La ricorrenza è alla sua decima edizione, infatti era l’anno 2012 quando l’Unesco ha deciso di celebrare il rapporto evidente che esiste tra radio e società.

SI tratta di una data non scelta a caso, visto che nello stesso giorno del 1946 veniva fondata la radio delle Nazioni Unite.

La giornata è organizzata da Radiospeaker.it che terrà una maratona radiofonica dalle ore 10 alle ore 18, durante la quale interverranno ospiti, speaker, e altri del settore, con il coinvolgimento di altre radio nazionali e locali.

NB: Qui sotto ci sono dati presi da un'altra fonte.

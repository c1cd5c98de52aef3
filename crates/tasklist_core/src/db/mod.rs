//! SQLite bootstrap for the durable key-value slot backend.
//!
//! # Responsibility
//! - Open and configure SQLite connections used by `SqliteSlot`.
//! - Apply schema migrations before any slot read or write.
//!
//! # Invariants
//! - Schema version is tracked via `PRAGMA user_version`.
//! - A database written by a newer binary is refused, never downgraded.

use std::error::Error;
use std::fmt::{Display, Formatter};

pub mod migrations;
mod open;

pub use open::{open_db, open_db_in_memory};

pub type DbResult<T> = Result<T, DbError>;

/// Connection or schema failure from the SQLite backend.
#[derive(Debug)]
pub enum DbError {
    Sqlite(rusqlite::Error),
    UnsupportedSchemaVersion { found: u32, supported: u32 },
}

impl Display for DbError {
    fn fmt(&self, f: &mut Formatter<'_>) -> std::fmt::Result {
        match self {
            Self::Sqlite(err) => write!(f, "sqlite error: {err}"),
            Self::UnsupportedSchemaVersion { found, supported } => write!(
                f,
                "slot database schema version {found} is newer than supported {supported}"
            ),
        }
    }
}

impl Error for DbError {
    fn source(&self) -> Option<&(dyn Error + 'static)> {
        match self {
            Self::Sqlite(err) => Some(err),
            Self::UnsupportedSchemaVersion { .. } => None,
        }
    }
}

impl From<rusqlite::Error> for DbError {
    fn from(value: rusqlite::Error) -> Self {
        Self::Sqlite(value)
    }
}
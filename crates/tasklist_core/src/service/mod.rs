//! Core use-case services.
//!
//! # Responsibility
//! - Orchestrate store, persistence and scheduling behind one session API.
//! - Keep presentation code decoupled from storage and timer details.

pub mod task_session;
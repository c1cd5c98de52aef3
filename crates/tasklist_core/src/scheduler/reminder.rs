//! Reminder timers keyed by task id.
//!
//! # Responsibility
//! - Keep exactly one armed timer per task that currently deserves one.
//! - Deliver due timers back to the owning thread and show notifications.
//!
//! # Invariants
//! - After any reconcile call, the armed ids are exactly the tasks that
//!   have a resolvable reminder, are incomplete, fire strictly after
//!   `clock.now()`, and live in a list the store still holds.
//! - Re-arming a task replaces its timer in one step; the old timer's
//!   delivery carries a stale generation and is dropped on receipt.
//! - A disarmed timer never produces a notification.
//! - Timers are one-shot and never mutate the store.
//!
//! # See also
//! - `store::task_store::ReconcileSignal`

use crate::model::task::{ListId, TaskId};
use crate::notify::sink::{NotificationSink, ShowOutcome};
use crate::scheduler::clock::Clock;
use crate::store::task_store::{ReconcileSignal, TaskStore};
use chrono::{DateTime, Local};
use log::{debug, info};
use std::collections::HashMap;
use std::error::Error;
use std::fmt::{Display, Formatter};
use std::sync::Arc;
use std::time::Duration;
use tokio::runtime::{Handle, TryCurrentError};
use tokio::sync::mpsc::{self, UnboundedReceiver, UnboundedSender};
use tokio::task::JoinHandle;

/// Longest single sleep; longer delays are slept in slices.
const MAX_SLEEP_SLICE: Duration = Duration::from_secs(24 * 60 * 60);

/// Delivery from a timer task that reached its deadline.
#[derive(Debug, Clone, Copy, PartialEq, Eq)]
pub struct TimerFired {
    pub task_id: TaskId,
    /// Arm generation the delivery belongs to.
    pub generation: u64,
}

/// Read-only view of one armed timer.
#[derive(Debug, Clone, Copy, PartialEq, Eq)]
pub struct ArmedTimerInfo {
    pub task_id: TaskId,
    pub list_id: ListId,
    pub fires_at: DateTime<Local>,
    pub generation: u64,
}

/// Effect of a reconcile call on one task's timer.
#[derive(Debug, Clone, Copy, PartialEq, Eq)]
pub enum TimerChange {
    Armed { fires_at: DateTime<Local> },
    Rearmed { fires_at: DateTime<Local> },
    Disarmed,
    Unchanged,
}

/// Result of handling one `TimerFired` delivery.
#[derive(Debug, Clone, Copy, PartialEq, Eq)]
pub enum FireOutcome {
    /// The task was still due; the sink was asked to show it.
    Notified { task_id: TaskId, shown: ShowOutcome },
    /// The timer was current but the task no longer qualified.
    Invalidated { task_id: TaskId },
    /// The delivery belongs to a timer that was already disarmed or replaced.
    Stale { task_id: TaskId },
}

#[derive(Debug)]
pub enum SchedulerError {
    /// Timers need a tokio runtime; none was running on this thread.
    NoRuntime(TryCurrentError),
}

impl Display for SchedulerError {
    fn fmt(&self, f: &mut Formatter<'_>) -> std::fmt::Result {
        match self {
            Self::NoRuntime(err) => write!(f, "reminder scheduler needs a tokio runtime: {err}"),
        }
    }
}

impl Error for SchedulerError {
    fn source(&self) -> Option<&(dyn Error + 'static)> {
        match self {
            Self::NoRuntime(err) => Some(err),
        }
    }
}

struct ArmedTimer {
    list_id: ListId,
    fires_at: DateTime<Local>,
    generation: u64,
    handle: JoinHandle<()>,
}

/// Owner of the task-id → timer mapping.
pub struct ReminderScheduler {
    clock: Arc<dyn Clock>,
    runtime: Handle,
    timers: HashMap<TaskId, ArmedTimer>,
    fired_tx: UnboundedSender<TimerFired>,
    fired_rx: UnboundedReceiver<TimerFired>,
    last_generation: u64,
}

impl ReminderScheduler {
    /// Creates a scheduler bound to the current tokio runtime.
    ///
    /// # Errors
    /// - `NoRuntime` when called outside a tokio runtime context.
    pub fn new(clock: Arc<dyn Clock>) -> Result<Self, SchedulerError> {
        let runtime = Handle::try_current().map_err(SchedulerError::NoRuntime)?;
        Ok(Self::with_runtime(clock, runtime))
    }

    /// Creates a scheduler that spawns timers on `runtime`.
    pub fn with_runtime(clock: Arc<dyn Clock>, runtime: Handle) -> Self {
        let (fired_tx, fired_rx) = mpsc::unbounded_channel();
        Self {
            clock,
            runtime,
            timers: HashMap::new(),
            fired_tx,
            fired_rx,
            last_generation: 0,
        }
    }

    /// Current wall-clock time as seen by the scheduler.
    pub fn now(&self) -> DateTime<Local> {
        self.clock.now()
    }

    /// Whether `task_id` has an armed timer.
    pub fn is_armed(&self, task_id: TaskId) -> bool {
        self.timers.contains_key(&task_id)
    }

    /// Number of armed timers.
    pub fn armed_count(&self) -> usize {
        self.timers.len()
    }

    /// Armed task ids in ascending order.
    pub fn armed_task_ids(&self) -> Vec<TaskId> {
        let mut ids: Vec<TaskId> = self.timers.keys().copied().collect();
        ids.sort_unstable();
        ids
    }

    /// Details of the timer armed for `task_id`.
    pub fn armed(&self, task_id: TaskId) -> Option<ArmedTimerInfo> {
        self.timers.get(&task_id).map(|timer| ArmedTimerInfo {
            task_id,
            list_id: timer.list_id,
            fires_at: timer.fires_at,
            generation: timer.generation,
        })
    }

    /// Brings one task's timer in line with the store.
    pub fn reconcile(&mut self, store: &TaskStore, list_id: ListId, task_id: TaskId) -> TimerChange {
        let now = self.clock.now();
        let target = store
            .task(list_id, task_id)
            .and_then(|task| task.armable_instant(now));

        let Some(fires_at) = target else {
            return if self.disarm(task_id) {
                TimerChange::Disarmed
            } else {
                TimerChange::Unchanged
            };
        };

        if let Some(existing) = self.timers.get(&task_id) {
            if existing.list_id == list_id && existing.fires_at == fires_at {
                return TimerChange::Unchanged;
            }
        }

        let replaced = self.disarm(task_id);
        self.arm(list_id, task_id, fires_at, now);
        if replaced {
            TimerChange::Rearmed { fires_at }
        } else {
            TimerChange::Armed { fires_at }
        }
    }

    /// Disarms every listed task. Unknown ids are ignored.
    pub fn disarm_all(&mut self, task_ids: &[TaskId]) -> usize {
        task_ids
            .iter()
            .filter(|task_id| self.disarm(**task_id))
            .count()
    }

    /// Drops all timers and arms every qualifying task in `store`.
    ///
    /// Returns the number of timers armed.
    pub fn reconcile_all(&mut self, store: &TaskStore) -> usize {
        self.shutdown();
        let now = self.clock.now();
        let due: Vec<(ListId, TaskId, DateTime<Local>)> = store
            .all_tasks()
            .filter_map(|(list_id, task)| {
                task.armable_instant(now)
                    .map(|fires_at| (list_id, task.id, fires_at))
            })
            .collect();

        for (list_id, task_id, fires_at) in &due {
            self.arm(*list_id, *task_id, *fires_at, now);
        }
        info!(
            "event=timer_rebuild module=scheduler status=ok armed={}",
            due.len()
        );
        due.len()
    }

    /// Routes a store signal to `reconcile` or `disarm_all`.
    pub fn apply(&mut self, store: &TaskStore, signal: &ReconcileSignal) {
        match signal {
            ReconcileSignal::Task { list_id, task_id } => {
                self.reconcile(store, *list_id, *task_id);
            }
            ReconcileSignal::ListRemoved { task_ids, .. } => {
                self.disarm_all(task_ids);
            }
        }
    }

    /// Waits for the next timer delivery.
    ///
    /// Returns `None` immediately when nothing is armed.
    pub async fn next_fired(&mut self) -> Option<TimerFired> {
        if self.timers.is_empty() {
            return None;
        }
        self.fired_rx.recv().await
    }

    /// Returns a delivery that is already waiting, without blocking.
    pub fn try_next_fired(&mut self) -> Option<TimerFired> {
        self.fired_rx.try_recv().ok()
    }

    /// Handles one delivery: re-validates the task, then notifies and disarms.
    pub fn fire(
        &mut self,
        store: &TaskStore,
        sink: &NotificationSink,
        fired: TimerFired,
    ) -> FireOutcome {
        let task_id = fired.task_id;
        let is_current = self
            .timers
            .get(&task_id)
            .is_some_and(|timer| timer.generation == fired.generation);
        if !is_current {
            debug!(
                "event=timer_fire module=scheduler status=stale task_id={} generation={}",
                task_id, fired.generation
            );
            return FireOutcome::Stale { task_id };
        }

        let Some(timer) = self.timers.remove(&task_id) else {
            return FireOutcome::Stale { task_id };
        };
        timer.handle.abort();

        let due_task = store.task(timer.list_id, task_id).filter(|task| {
            !task.is_completed && task.reminder_instant() == Some(timer.fires_at)
        });
        match due_task {
            Some(task) => {
                let shown = sink.show(task);
                info!(
                    "event=timer_fire module=scheduler status=ok task_id={} list_id={}",
                    task_id, timer.list_id
                );
                FireOutcome::Notified { task_id, shown }
            }
            None => {
                debug!(
                    "event=timer_fire module=scheduler status=invalidated task_id={}",
                    task_id
                );
                FireOutcome::Invalidated { task_id }
            }
        }
    }

    /// Disarms every timer.
    pub fn shutdown(&mut self) {
        for (_, timer) in self.timers.drain() {
            timer.handle.abort();
        }
    }

    fn disarm(&mut self, task_id: TaskId) -> bool {
        match self.timers.remove(&task_id) {
            Some(timer) => {
                timer.handle.abort();
                debug!(
                    "event=timer_disarm module=scheduler status=ok task_id={} generation={}",
                    task_id, timer.generation
                );
                true
            }
            None => false,
        }
    }

    fn arm(
        &mut self,
        list_id: ListId,
        task_id: TaskId,
        fires_at: DateTime<Local>,
        now: DateTime<Local>,
    ) {
        self.last_generation += 1;
        let generation = self.last_generation;
        let delay = (fires_at - now).to_std().unwrap_or(Duration::ZERO);
        let sender = self.fired_tx.clone();

        let handle = self.runtime.spawn(async move {
            let mut remaining = delay;
            while !remaining.is_zero() {
                let slice = remaining.min(MAX_SLEEP_SLICE);
                tokio::time::sleep(slice).await;
                remaining -= slice;
            }
            // Receiver gone means the scheduler was dropped; nothing to do.
            let _ = sender.send(TimerFired {
                task_id,
                generation,
            });
        });

        debug!(
            "event=timer_arm module=scheduler status=ok task_id={} list_id={} generation={} delay_ms={}",
            task_id,
            list_id,
            generation,
            delay.as_millis()
        );
        self.timers.insert(
            task_id,
            ArmedTimer {
                list_id,
                fires_at,
                generation,
                handle,
            },
        );
    }
}

impl Drop for ReminderScheduler {
    fn drop(&mut self) {
        self.shutdown();
    }
}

E’ possibile seguire la diretta attraverso i canali social del portale.

Il telegrafo

La commemorazione di Guglielmo Marconi non poteva non essere un grandissimo evento. L’inventore bolognese che sconvolse la comunicazione già da fine ottocento, rendendo possibile, con una serie di esperimenti, trasmettere informazioni, tramite onde elettromagnetiche a 2 km. con un segnale in codice morse. Questo era fatto di punti e linee.

Ma il genio italiano dopo soli sei mesi si superò e superò anche l’Oceano Atlantico, riuscendo a trasmettere quelle linee e quei punti in America: aveva inventato il telegrafo.

La radio

Ma la radio moderna, composta di musica parole, la si deve all’inventore canadese Reginald Fessenden che aveva scoperto come trasformare i segnali  in un mezzo di diffusione per la musica e la voce.
Correva l’anno 1906, quando lo stesso scienziato produsse e condusse il primo programma radiofonico della storia.

In Italia, invece la prima società radiofonica, la URI, nasceva soltanto nel 1924 a Roma, ricoprendo il ruolo, inizialmente, di strumento di propaganda politica.

Dagli anni ’40 la radio non si è più fermata e mantiene sempre il suo ruolo importantissimo, nonchè il suo fascino senza tempo.